Image source: Stone dwellings from my Media Graphics CD
@Ceerios (4698)
Goodfellow, Texas
October 21, 2016 4:04pm CST
Waiting for the Button Age - Whoever it was who named the big city to be a place of caves was a wise person. Here, we are all cave dwellers. Ours is a redo of the old Stone Age, but this time around we have push buttons and noises. Push a button now and things happen. The button on the wall, when you push it, opens a door through which you can step so as to be whisked upward, often hundreds of feet, within the little box that serves you as your vertical carriage. The button on the wired box that sits at your table is also pushable. When you push it, noise, words, and images fly forth from inside your cave and land without hesitation in the caves of others of your kind. The button in the middle of your tummy, when pushed, tells you that the rest of you is hungry and, therefore, it is time for you to open up a box containing food of some sort - cold food, hot food, or indifferent temperature food - maybe tasty food - maybe not. Why this age is named the Stone Age may actually be a mystery. No. It is the Button Age. Even so, you can look about and what do you see?
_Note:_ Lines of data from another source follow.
//! Tuning knobs of the MFRC522 analog and framing frontend.
//!
//! The defaults work out of the box with the common RFID-RC522 modules; the
//! other values exist for boards that route an external modulator through
//! the MFIN/MFOUT pins. Register/page references are to the MFRC522
//! datasheet.

/// Input selection for the TX1/TX2 antenna drivers (TxSelReg, page 51).
#[derive(Clone, Copy, Debug, PartialEq, Eq)]
#[cfg_attr(feature = "defmt", derive(defmt::Format))]
#[repr(u8)]
pub enum DriverInput {
    /// 3-state during soft power-down.
    ThreeState = 0b00,
    /// Miller-pulse-encoded envelope from the internal encoder.
    Encoder = 0b01,
    /// Envelope from pin MFIN.
    Mfin = 0b10,
    /// Constant HIGH (subject to the InvTxXRF bits).
    High = 0b11,
}

/// Output selection for pin MFOUT (TxSelReg, page 52).
#[derive(Clone, Copy, Debug, PartialEq, Eq)]
#[cfg_attr(feature = "defmt", derive(defmt::Format))]
#[repr(u8)]
pub enum MfOut {
    ThreeState = 0b0000,
    Low = 0b0001,
    High = 0b0010,
    /// Test bus signal selected by TestSel1Reg.
    TestBus = 0b0011,
    /// Miller-pulse-encoded envelope from the internal encoder.
    Encoder = 0b0100,
    /// Serial TX data stream before the Miller encoder.
    PreMiller = 0b0101,
    /// Serial RX data stream after the Manchester decoder.
    PostManchester = 0b0111,
}

/// Input selection for the contactless UART (RxSelReg, page 52).
#[derive(Clone, Copy, Debug, PartialEq, Eq)]
#[cfg_attr(feature = "defmt", derive(defmt::Format))]
#[repr(u8)]
pub enum ClUartInput {
    /// Constant LOW.
    Low = 0b00,
    /// Manchester with subcarrier from pin MFIN.
    ManchesterMfin = 0b01,
    /// Modulated signal from the internal analog frontend.
    Analog = 0b10,
    /// NRZ without subcarrier from pin MFIN (valid above 106 kBd only).
    NrzMfin = 0b11,
}

/// Receiver gain (RFCfgReg, page 59).
#[derive(Clone, Copy, Debug, PartialEq, Eq)]
#[cfg_attr(feature = "defmt", derive(defmt::Format))]
#[repr(u8)]
pub enum RxGain {
    Db18 = 0b000,
    Db23 = 0b001,
    Db33 = 0b100,
    Db38 = 0b101,
    Db43 = 0b110,
    Db48 = 0b111,
}

/// Configuration applied by `Mfrc522::start` and `Mfrc522::reconfigure`.
///
/// Interrupt wiring (the EXTI channel and reset line) is passed to the
/// driver constructor instead; reconfiguring never rebinds interrupts.
#[derive(Clone, Copy, Debug)]
#[cfg_attr(feature = "defmt", derive(defmt::Format))]
pub struct Mfrc522Config {
    /// MFIN is active HIGH (page 48).
    pub mfin_polarity: bool,
    /// Invert the modulation of transmitted data (page 49).
    pub invert_modulation: bool,
    /// Raw image of the transmission control register (page 50).
    pub tx_control: u8,
    pub driver_input: DriverInput,
    pub mfout: MfOut,
    pub cl_uart_input: ClUartInput,
    /// Minimum signal strength accepted by the decoder, 4 bits (page 53).
    pub rx_signal_strength: u8,
    /// Minimum relative strength of the weaker Manchester half-bit that
    /// still counts as a collision, 3 bits (page 53).
    pub rx_collision_level: u8,
    /// Raw image of the demodulator register (page 53).
    pub demod: u8,
    pub rx_gain: RxGain,
    /// Conductance of the output n-driver: TX power, 4 bits (page 59).
    pub tx_power_n: u8,
    /// Conductance of the output n-driver: modulation index, 4 bits.
    pub mod_index_n: u8,
    /// Conductance of the output p-driver: TX power, 6 bits (page 60).
    pub tx_power_p: u8,
    /// Conductance of the output p-driver: modulation index, 6 bits.
    pub mod_index_p: u8,
}

impl Default for Mfrc522Config {
    fn default() -> Self {
        Self {
            mfin_polarity: true,
            invert_modulation: false,
            tx_control: 0x80,
            driver_input: DriverInput::Encoder,
            mfout: MfOut::ThreeState,
            cl_uart_input: ClUartInput::Analog,
            rx_signal_strength: 8,
            rx_collision_level: 4,
            demod: 0x4D,
            rx_gain: RxGain::Db33,
            tx_power_n: 8,
            mod_index_n: 8,
            tx_power_p: 32,
            mod_index_p: 32,
        }
    }
}
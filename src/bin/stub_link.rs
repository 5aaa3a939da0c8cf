//! Stand-in for the external link-layer and CRPM codec crate.
//!
//! The real firmware links the controller-link crate here. This stub keeps
//! the link permanently down (every connect attempt just waits out its
//! window), so the rest of the firmware runs, shows the error UI and keeps
//! the watchdog fed while the board sits on a bench without a controller.

use embassy_time::Timer;
use reader_kit::crpm::{CodecError, CrpmCodec, CrpmIn, CrpmOut};
use reader_kit::link::{Link, LinkState, MAX_FRAME_LEN};

pub struct StubLink(());

impl StubLink {
    pub const fn new() -> Self {
        Self(())
    }
}

impl Link for StubLink {
    fn state(&self) -> LinkState {
        LinkState::Down
    }

    async fn connect(&self) {
        // One "attempt" per second keeps the control loop cooperative.
        Timer::after_millis(1_000).await;
    }

    fn feed(&self, _byte: u8) {}

    fn take_frame(&self, _out: &mut [u8; MAX_FRAME_LEN]) -> Option<usize> {
        None
    }

    async fn send(&self, _frame: &[u8]) {}
}

pub struct StubCodec;

impl CrpmCodec for StubCodec {
    fn encode(&mut self, _message: &CrpmOut, _out: &mut [u8]) -> Result<usize, CodecError> {
        Ok(0)
    }

    fn decode(&mut self, _frame: &[u8]) -> Result<CrpmIn, CodecError> {
        Err(CodecError::Malformed)
    }
}
//! MFRC522 driver tests against a register-level chip model.
//!
//! The model decodes the SPI framing the same way the silicon does (so a
//! framing bug shows up as a register landing in the wrong place), tracks
//! the FIFO, and answers transceive attempts from a per-test script. The
//! interrupt side goes through the real dispatch, either synchronously
//! (the latched-pending path) or from a helper thread (the suspension
//! path).

mod common;

use std::collections::VecDeque;
use std::convert::Infallible;
use std::panic::AssertUnwindSafe;
use std::sync::{Arc, Mutex, MutexGuard, PoisonError};
use std::thread;
use std::time::Duration as StdDuration;

use common::block_on;
use embedded_hal::digital::OutputPin;
use embedded_hal::spi::{Operation, SpiDevice};
use reader_kit::mfrc522::{Connection, IrqChannel, Mfrc522, Mfrc522Config};
use reader_kit::pcd::{FeatureRequest, FeatureResponse, Mode, Pcd, PcdError, PcdState, Speed, Transceive};

// Register numbers as the chip sees them.
const COMMAND: u8 = 0x01;
const COM_IEN: u8 = 0x02;
const DIV_IEN: u8 = 0x03;
const COM_IRQ: u8 = 0x04;
const ERROR: u8 = 0x06;
const FIFO_DATA: u8 = 0x09;
const FIFO_LEVEL: u8 = 0x0A;
const BIT_FRAMING: u8 = 0x0D;
const COLL: u8 = 0x0E;
const MODE: u8 = 0x11;
const TX_MODE: u8 = 0x12;
const TX_CONTROL: u8 = 0x14;
const TX_ASK: u8 = 0x15;
const RX_THRESHOLD: u8 = 0x18;
const DEMOD: u8 = 0x19;
const GS_N: u8 = 0x27;
const AUTO_TEST: u8 = 0x36;
const VERSION: u8 = 0x37;

const CMD_IDLE: u8 = 0x0;
const CMD_MEM: u8 = 0x1;
const CMD_CALC_CRC: u8 = 0x3;
const CMD_TRANSCEIVE: u8 = 0xC;
const CMD_SOFT_RESET: u8 = 0xF;

const IRQ_RX: u8 = 1 << 5;
const ERR_TEMP: u8 = 1 << 6;
const ERR_BUFFER_OVFL: u8 = 1 << 4;
const ERR_COLL: u8 = 1 << 3;
const ERR_PARITY: u8 = 1 << 1;
const COLL_POS_NOT_VALID: u8 = 1 << 5;

/// What the "card side" does when the driver fires a transceive.
enum Script {
    Reply { fifo: Vec<u8>, error: u8, coll: u8 },
    /// Reply after a delay, from another thread (the driver really
    /// suspends).
    Deferred { delay_ms: u64, fifo: Vec<u8> },
    /// No card answers.
    Silent,
}

struct ChipState {
    regs: [u8; 0x40],
    fifo: VecDeque<u8>,
    version: u8,
    selftest_pattern: Vec<u8>,
    reset_high: bool,
    scripts: VecDeque<Script>,
    /// First (address) byte of every SPI transaction.
    addr_log: Vec<u8>,
    /// Every value written to BitFramingReg.
    bit_framing_log: Vec<u8>,
    /// When set, ComIrqReg reads always report RxIRq (a stuck interrupt).
    stuck_irq: bool,
    channel: IrqChannel,
}

type Chip = Arc<Mutex<ChipState>>;

fn power_on_regs() -> [u8; 0x40] {
    let mut regs = [0u8; 0x40];
    // ValuesAfterColl starts set; the driver must clear it.
    regs[usize::from(COLL)] = 0x80;
    regs
}

impl ChipState {
    fn new(version: u8, selftest_pattern: Vec<u8>, channel: IrqChannel) -> Chip {
        Arc::new(Mutex::new(Self {
            regs: power_on_regs(),
            fifo: VecDeque::new(),
            version,
            selftest_pattern,
            reset_high: false,
            scripts: VecDeque::new(),
            addr_log: Vec::new(),
            bit_framing_log: Vec::new(),
            stuck_irq: false,
            channel,
        }))
    }

    fn reg(&self, reg: u8) -> u8 {
        self.regs[usize::from(reg)]
    }

    fn read_reg(&mut self, reg: u8) -> u8 {
        match reg {
            FIFO_DATA => self.fifo.pop_front().unwrap_or(0),
            FIFO_LEVEL => self.fifo.len() as u8,
            VERSION => self.version,
            COM_IRQ if self.stuck_irq => self.reg(COM_IRQ) | IRQ_RX,
            _ => self.reg(reg),
        }
    }

    fn write_reg(&mut self, chip: &Chip, reg: u8, value: u8) {
        match reg {
            COMMAND => {
                self.regs[usize::from(COMMAND)] = value & 0x0F;
                match value & 0x0F {
                    CMD_SOFT_RESET => {
                        self.regs = power_on_regs();
                        self.fifo.clear();
                    }
                    CMD_MEM => self.fifo.clear(),
                    CMD_CALC_CRC => {
                        if self.reg(AUTO_TEST) & 0x0F == 0b1001 {
                            self.fifo = self.selftest_pattern.iter().copied().collect();
                        }
                        // The command finishes "instantly".
                        self.regs[usize::from(COMMAND)] = CMD_IDLE;
                    }
                    _ => {}
                }
            }
            COM_IRQ => {
                // Set1 low: written ones clear; Set1 high: written ones set.
                if value & 0x80 == 0 {
                    self.regs[usize::from(COM_IRQ)] &= !(value & 0x7F);
                } else {
                    self.regs[usize::from(COM_IRQ)] |= value & 0x7F;
                }
            }
            FIFO_LEVEL => {
                if value & 0x80 != 0 {
                    self.fifo.clear();
                }
            }
            FIFO_DATA => self.fifo.push_back(value),
            BIT_FRAMING => {
                self.regs[usize::from(BIT_FRAMING)] = value;
                self.bit_framing_log.push(value);
                if value & 0x80 != 0 && self.reg(COMMAND) == CMD_TRANSCEIVE {
                    self.fire_script(chip);
                }
            }
            _ => self.regs[usize::from(reg)] = value,
        }
    }

    fn fire_script(&mut self, chip: &Chip) {
        match self.scripts.pop_front() {
            None | Some(Script::Silent) => {}
            Some(Script::Reply { fifo, error, coll }) => {
                self.fifo = fifo.into_iter().collect();
                self.regs[usize::from(ERROR)] = error;
                self.regs[usize::from(COLL)] = coll;
                self.regs[usize::from(COM_IRQ)] |= IRQ_RX;
                reader_kit::mfrc522::isr_dispatch(self.channel);
            }
            Some(Script::Deferred { delay_ms, fifo }) => {
                let chip = chip.clone();
                thread::spawn(move || {
                    thread::sleep(StdDuration::from_millis(delay_ms));
                    let channel = {
                        let mut state = chip.lock().unwrap();
                        state.fifo = fifo.into_iter().collect();
                        state.regs[usize::from(ERROR)] = 0;
                        state.regs[usize::from(COM_IRQ)] |= IRQ_RX;
                        state.channel
                    };
                    reader_kit::mfrc522::isr_dispatch(channel);
                });
            }
        }
    }
}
Trees? Grass? Critters? No. You see buttons. But, if you look up, if you look down, if you look sideways, there are the stones. Stones atop stones atop other stones. Stones everywhere. Maybe our age is really another "Stone Age. That "Button Age" may just have to wait a while before showing up. * * * * * * * * * * Image source: Stone dwellings from my Media Graphics CD * * * * * * * * * *
3 people like this
2 responses
@rebelann (117196)
• El Paso, Texas
21 Oct 16
Only if you're in a city. Lucky for me I'm not in a city so I see stickers, tumble weeds, blue sky, mountains .... and the list goes on.
2 people like this
@Ceerios (4698)
• Goodfellow, Texas
22 Oct 16
@rebelann - Been there - done that. Maybe what we see here in the "big" cities of Texas is some stuff in the middle and stickers, tumble weeds, blue sky, mountains, plus fields and forests as soon as you set foot outside the city limits - not like back east and up north where you never know when you left one city and entered into the next one. I drove through three cities one time before I knew that I had left the first of them. I hope that you are taking good care of El Paso and my old buddies at Beaumont Army Hospital and Fort Bliss, and all of the rest of it. -Gus-
1 person likes this
@rebelann (117196)
• El Paso, Texas
22 Oct 16
I've never been that far east @Ceerios I imagine I wouldn't like it much. Twixt Ft Bliss and the City of El Paso they're destroyin the little bit of desert left that eagles, hawks, bob cats, fox, rabbit, prairie dog, lizard and snakes need to survive in. It's a cryin shame.
1 person likes this
@Ceerios (4698)
• Goodfellow, Texas
22 Oct 16
@rebelann - You are correct. You would not like a lot of the stuff you are exposed to up east and up in the northeast. Crowded. and some of the folks there don't seem to like other folks. One time I had to do some work at the nuclear med lab in Bellevue Hospital over on 2nd Avenue in New York City. I said to the city cop on the street out front, "Good Morning. How are you?" He looked at me and replied, "What's it to you?" Strange places up that way, sure enough. Tumbleweeds and armadillos - much better. -Gus-
2 people like this
@jennyjoy (1957)
• Bangalore, India
22 Oct 16
What an amazing perspective! I loved looking at it from that angle and what you say is so true.